Behr does not just talk a good game about the importance of education, he has lived it.

“I don’t believe in being a manager, I believe in being a leader. Part of my strategy is showing people who work for me how important education is by being an example and furthering my own education,” he said.

And he knows how challenging it can be to pursue higher education.

“When I got out of high school, to be honest, college and furthering my education was the last thing I wanted to do—I was fed up with school, so I enlisted in the Navy,” he said.

However, as he matured, Behr realized how important education was for his future career aspirations. While still on active duty and often deployed around the world, he started taking college classes at American Military University, a 100% online university. It was a slow process—it took him almost 10 years to get his bachelor’s degree—but he finally got a BA in security management from AMU in 2005.

But Behr didn’t stop there. As he began thinking about life after the Navy, it became apparent to him that getting the job he wanted in the security field would require even more education, so he began pursuing his master’s degree in homeland security. He finished his program just two months before retiring from the Navy. While he acknowledges that he learned a lot from his career in the Navy, “getting the structure that college gave me was huge, it was absolutely huge,” he said.

Now, as a security leader, Behr has the opportunity to share his experience with others and push them to get their degrees. He requires all his employees to create educational goals for themselves, whether they take classes toward a formal degree or an industry certification.

“If there isn’t an education component to their annual goals, I don’t approve it,” he said. “Yes, I’m forcing them into it, but they will thank me later. I would not be in the position I am if I did not have an education.”

The Nuances of Industrial Security

Industrial security—also referred to as government security—is such a niche sector of the security industry, there are few specific degree programs that teach security professionals how to manage classified materials.

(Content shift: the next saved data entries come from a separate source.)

//! Origin endpoint (offer role): streams the bouncing ball with its ground
//! truth and scores the positions reported back by the tracker.

use anyhow::{anyhow, Context, Result};
use std::sync::atomic::{AtomicBool, Ordering};
use std::sync::mpsc::{Receiver, RecvTimeoutError, Sender};
use std::sync::Arc;
use std::thread::JoinHandle;
use std::time::{Duration, Instant};

use crate::config::VideoSettings;
use crate::coords::CoordinateMessage;
use crate::evaluate::{evaluate, ErrorSink};
use crate::frame::BallProducer;
use crate::session::{PeerSession, SessionEvent};
use crate::sim::Ball;
use crate::transport::PeerLink;

const IDLE_POLL: Duration = Duration::from_millis(250);

#[derive(Clone, Debug, Default)]
pub struct OriginSummary {
    pub frames_sent: u64,
    pub reports_received: u64,
    pub malformed: u64,
    pub reason: String,
}

pub struct Origin {
    session: PeerSession,
    events: Receiver<SessionEvent>,
    video: VideoSettings,
    max_duration: Option<Duration>,
}

impl Origin {
    pub fn new(session: PeerSession, events: Receiver<SessionEvent>, video: VideoSettings) -> Self {
        Self {
            session,
            events,
            video,
            max_duration: None,
        }
    }

    /// End the session on its own after `limit`.
    pub fn with_max_duration(mut self, limit: Duration) -> Self {
        self.max_duration = Some(limit);
        self
    }

    pub fn event_sender(&self) -> Sender<SessionEvent> {
        self.session.event_sender()
    }

    /// Negotiate, stream until the session ends, then shut down: stop the
    /// frame thread, close the link, close signaling.
    pub fn run<S: ErrorSink>(mut self, sink: &mut S) -> Result<OriginSummary> {
        let mut summary = OriginSummary::default();
        let mut streamer: Option<FrameStreamer> = None;

        let outcome = self.session.start().and_then(|()| {
            let deadline = self.max_duration.map(|limit| Instant::now() + limit);
            loop {
                let wait = match deadline {
                    Some(deadline) => deadline.saturating_duration_since(Instant::now()),
                    None => IDLE_POLL,
                };
                let event = match self.events.recv_timeout(wait) {
                    Ok(event) => event,
                    Err(RecvTimeoutError::Timeout) => {
                        if deadline.is_some_and(|d| Instant::now() >= d) {
                            return Ok("time limit reached".to_string());
                        }
                        continue;
                    }
                    Err(RecvTimeoutError::Disconnected) => {
                        return Ok("event channel closed".to_string());
                    }
                };
                if let Some(reason) = self.dispatch(event, sink, &mut streamer, &mut summary)? {
                    return Ok(reason);
                }
            }
        });

        let mut teardown = Ok(());
        if let Some(streamer) = streamer.take() {
            match streamer.stop() {
                Ok(frames) => summary.frames_sent = frames,
                Err(e) => teardown = Err(e),
            }
        }
        let closed = self.session.close();

        let reason = outcome?;
        teardown?;
        closed?;
        log::info!(
            "origin: session over ({}): frames={} reports={} malformed={}",
            reason,
            summary.frames_sent,
            summary.reports_received,
            summary.malformed
        );
        summary.reason = reason;
        Ok(summary)
    }

    fn dispatch<S: ErrorSink>(
        &mut self,
        event: SessionEvent,
        sink: &mut S,
        streamer: &mut Option<FrameStreamer>,
        summary: &mut OriginSummary,
    ) -> Result<Option<String>> {
        match self.session.handle(event)? {
            None => {}
            Some(SessionEvent::ChannelOpened(label)) => {
                if streamer.is_none() {
                    let link = self
                        .session
                        .link()
                        .ok_or_else(|| anyhow!("channel '{}' opened without a link", label))?;
                    *streamer = Some(FrameStreamer::spawn(
                        link,
                        producer_for(&self.video),
                        self.session.event_sender(),
                    )?);
                    log::info!(
                        "origin: streaming {}x{}@{}",
                        self.video.width,
                        self.video.height,
                        self.video.fps
                    );
                }
            }
            Some(SessionEvent::MessageReceived(text)) => match CoordinateMessage::parse(&text) {
                Ok(CoordinateMessage::Calculated { real, detected }) => {
                    summary.reports_received += 1;
                    sink.report(evaluate(real, detected));
                }
                Ok(other) => log::debug!("origin ignoring message {:?}", other),
                Err(err) => {
                    summary.malformed += 1;
                    log::debug!("dropping malformed message {:?}: {}", text, err);
                }
            },
            Some(SessionEvent::SessionEnded(reason)) => return Ok(Some(reason)),
            Some(other) => log::debug!("origin ignoring event {:?}", other),
        }
        Ok(None)
    }
}

fn producer_for(video: &VideoSettings) -> BallProducer {
    let ball = Ball::with_radius(video.width as i32, video.height as i32, video.radius);
    BallProducer::with_ball(ball, video.fps)
}

// ----------------------------------------------------------------------------
// Frame thread
// ----------------------------------------------------------------------------

/// Produces one frame per clock tick and sends it, followed by the ball's
/// position, until stopped or the link fails.
struct FrameStreamer {
    stop: Arc<AtomicBool>,
    handle: Option<JoinHandle<u64>>,
}

impl FrameStreamer {
    fn spawn(
        link: Arc<dyn PeerLink>,
        mut producer: BallProducer,
        events: Sender<SessionEvent>,
    ) -> Result<Self> {
        let stop = Arc::new(AtomicBool::new(false));
        let stop_thread = stop.clone();
        let handle = std::thread::Builder::new()
            .name("frame-producer".into())
            .spawn(move || {
                let mut sent = 0u64;
                while !stop_thread.load(Ordering::SeqCst) {
                    let frame = producer.next_frame();
                    let (x, y) = producer.position();
                    let result = link.send_frame(&frame).and_then(|()| {
                        link.send_text(&CoordinateMessage::Real { x, y }.encode())
                    });
                    if let Err(err) = result {
                        if !stop_thread.load(Ordering::SeqCst) {
                            let _ = events.send(SessionEvent::SessionEnded(format!(
                                "media send failed: {:#}",
                                err
                            )));
                        }
                        break;
                    }
                    sent += 1;
                }
                sent
            })
            .context("failed to spawn frame producer")?;
        Ok(Self {
            stop,
            handle: Some(handle),
        })
    }

    fn stop(mut self) -> Result<u64> {
        self.halt()
    }

    fn halt(&mut self) -> Result<u64> {
        self.stop.store(true, Ordering::SeqCst);
        match self.handle.take() {
            Some(handle) => handle
                .join()
                .map_err(|_| anyhow!("frame producer thread panicked")),
            None => Ok(0),
        }
    }
}

impl Drop for FrameStreamer {
    fn drop(&mut self) {
        if let Err(err) = self.halt() {
            log::error!("{}", err);
        }
    }
}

However, Behr’s alma mater, American Military University, recently launched a government security concentration under its undergrad security management program.

In addition to security management, Behr recommends industrial security professionals consider getting a degree in homeland security, or something related to cybersecurity or information technology.

“As technology has evolved we are now finding that security professionals need a greater understanding of IT security and computer security,” he said. It’s increasingly important for security professionals to gain a broad understanding of cybersecurity not only to help protect their own networks, but because many times IT-security employees report to the chief security officer.

In addition to formal education, there are several relevant certifications:

While these industry-relevant certifications can be an important component for a security career, it is increasingly important for security professionals to have higher education.

“When I graduated high school in the mid-80s, you could have a successful career in the white collar world with just a high school degree. You can’t do that today,” Behr said. “You can’t get into senior management without a college degree so having that background is essential.”